28 Charles was evidently in agreement and took several steps to assist Ochiltree in his ambitions. He helped, for example, to clarify Ochiltree’s status vis-à-vis Alexander and his charter. As a mark of this, on 18 April 1630 Ochiltree’s name was listed for the first time as one of the newly made Knights-Baronet of Nova Scotia.56 Charles went even further. To help Ochiltree fund his new venture, the king also awarded him a 21-year lease of "all fellones landis and houses rendring [£] 500 per annum". As this was an award on Scottish properties, and Ochiltree’s former creditors might present claims of their own, Charles offered an even more crucial consideration in his declaration: "These ar therfor to will and requyre yow to prepair a bill readie for our signatur wheby to mak the said Lord Vchiltrie a frie denizen of this our kingdome of England and dominions therof; with this speciall caution, that it be nowayes prejudiciall to ws in our customes: And for your soe doeing these shalbe be your warrand".57 For his part, Ochiltree appears to have expended great efforts of his own recruiting potential colonial partners among the ranks of his former neighbours in Ulster.

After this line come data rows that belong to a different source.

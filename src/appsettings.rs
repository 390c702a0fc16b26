use std::path::PathBuf;

use config::{Config, ConfigError, Environment, File};
use serde::Deserialize;

#[derive(Deserialize, Debug)]
pub struct TelegramSettings {
    pub token: String,
}

#[derive(Deserialize, Debug)]
pub struct ReminderSettings {
    pub file: PathBuf,
}

#[derive(Deserialize, Debug)]
pub struct EpguideSettings {
    pub base_url: String,
}

#[derive(Deserialize, Debug)]
pub struct GameSettings {
    pub file: PathBuf,
}

#[derive(Deserialize, Debug)]
pub struct AppSettings {
    pub telegram: TelegramSettings,
    pub reminders: ReminderSettings,
    pub epguide: EpguideSettings,
    pub games: GameSettings,
}

impl AppSettings {
    /// Layers `appsettings.*`, an optional `appsettings.local.*` and
    /// `APP`-prefixed environment variables, later sources winning.
    pub fn new() -> Result<Self, ConfigError> {
        let settings = Config::builder()
            .add_source(File::with_name("appsettings").required(true))
            .add_source(File::with_name("appsettings.local").required(false))
            .add_source(Environment::with_prefix("APP"))
            .build()?;

        settings.try_deserialize()
    }
}
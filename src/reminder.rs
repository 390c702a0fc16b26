use chrono::{DateTime, Utc};
use serde::{Deserialize, Serialize};

/// A scheduled notification. Records are immutable once created, the
/// scheduler only ever removes them when they fire.
#[derive(Debug, Clone, PartialEq, Eq, Serialize, Deserialize)]
pub struct Reminder {
    pub who: String,
    pub what: String,
    #[serde(rename = "where")]
    pub channel: String,
    pub when: DateTime<Utc>,
}

impl Reminder {
    pub fn new(
        who: impl Into<String>,
        what: impl Into<String>,
        channel: impl Into<String>,
        when: DateTime<Utc>,
    ) -> Self {
        Self {
            who: who.into(),
            what: what.into(),
            channel: channel.into(),
            when,
        }
    }
}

This is evident in a final letter that Charles wrote on Ochiltree’s behalf on 19 April 1631 to the Lords Justices of Ireland. He praised the efforts of Ochiltree, and three planters from Ulster, who wished to start a new colony "near unto the river of Canada, in America". The king’s support for this could not be mistaken: "Becaus the purpois is honrabill, and may conduce to the good of our service, Our speciall pleasur is, that from tyme to tyme, as they or any of them shall have occasion, yow grant them Commissions and warrants requisit for transporting thither such persones as shalbe willing to be imployed in the plantation; and that yow licence and caus licence them, and such as shall have ther or whatsoever fitt for there vse; ffor doeing wherof, as these presents shalbe vnto yow a sufficient warrant, so we will accompt your care in forthring of them as good and acceptable service done vnto ws".58

29 This glowing affirmation of the king’s ongoing support buttresses the notion that Charles was fully sincere in his stated objective of retaining Nova Scotia for the Alexanders, and that he wanted to ensure Ochiltree’s return to the New World up until at least April 1631. While the letter to the Lords Justices of Ireland does not specify the exact location Ochiltree intended for the plantation, all of the rest of the correspondence surrounding the ongoing negotiations with the French suggests that it would have been somewhere within the lands Alexander claimed as Nova Scotia. Even though the French had remained firm in their demands since the beginning of 1631 that Acadia must be returned to them, Charles’ ambassadors did not actually agree to abandon claims to the territory until early April.59 If Charles’ support for Ochiltree, as outlined in the letter to the Lords Justices of Ireland, is to be believed, then even in mid-April he was still keeping his options open. But, just two weeks later, Ochiltree made the supreme political blunder of accusing the Marquis of Hamilton of raising troops to orchestrate a coup d’état in Scotland.60

30 Still reeling from the loss of Buckingham three years earlier, and growing increasingly paranoid about the loyalty of many of his subjects, Charles quickly reversed his support for Ochiltree and immediately ordered his incarceration. It is a rather unfortunate footnote to Ochiltree’s story that he never actually faced charges or a trial surrounding this incident, but instead languished in prison in London throughout the summer of 1631 until Charles finally ordered him transported to Edinburgh. Ultimately, he would remain in prison in Blackness Castle until his release by Oliver Cromwell’s troops in 1652.61 He died, virtually penniless, in 1659.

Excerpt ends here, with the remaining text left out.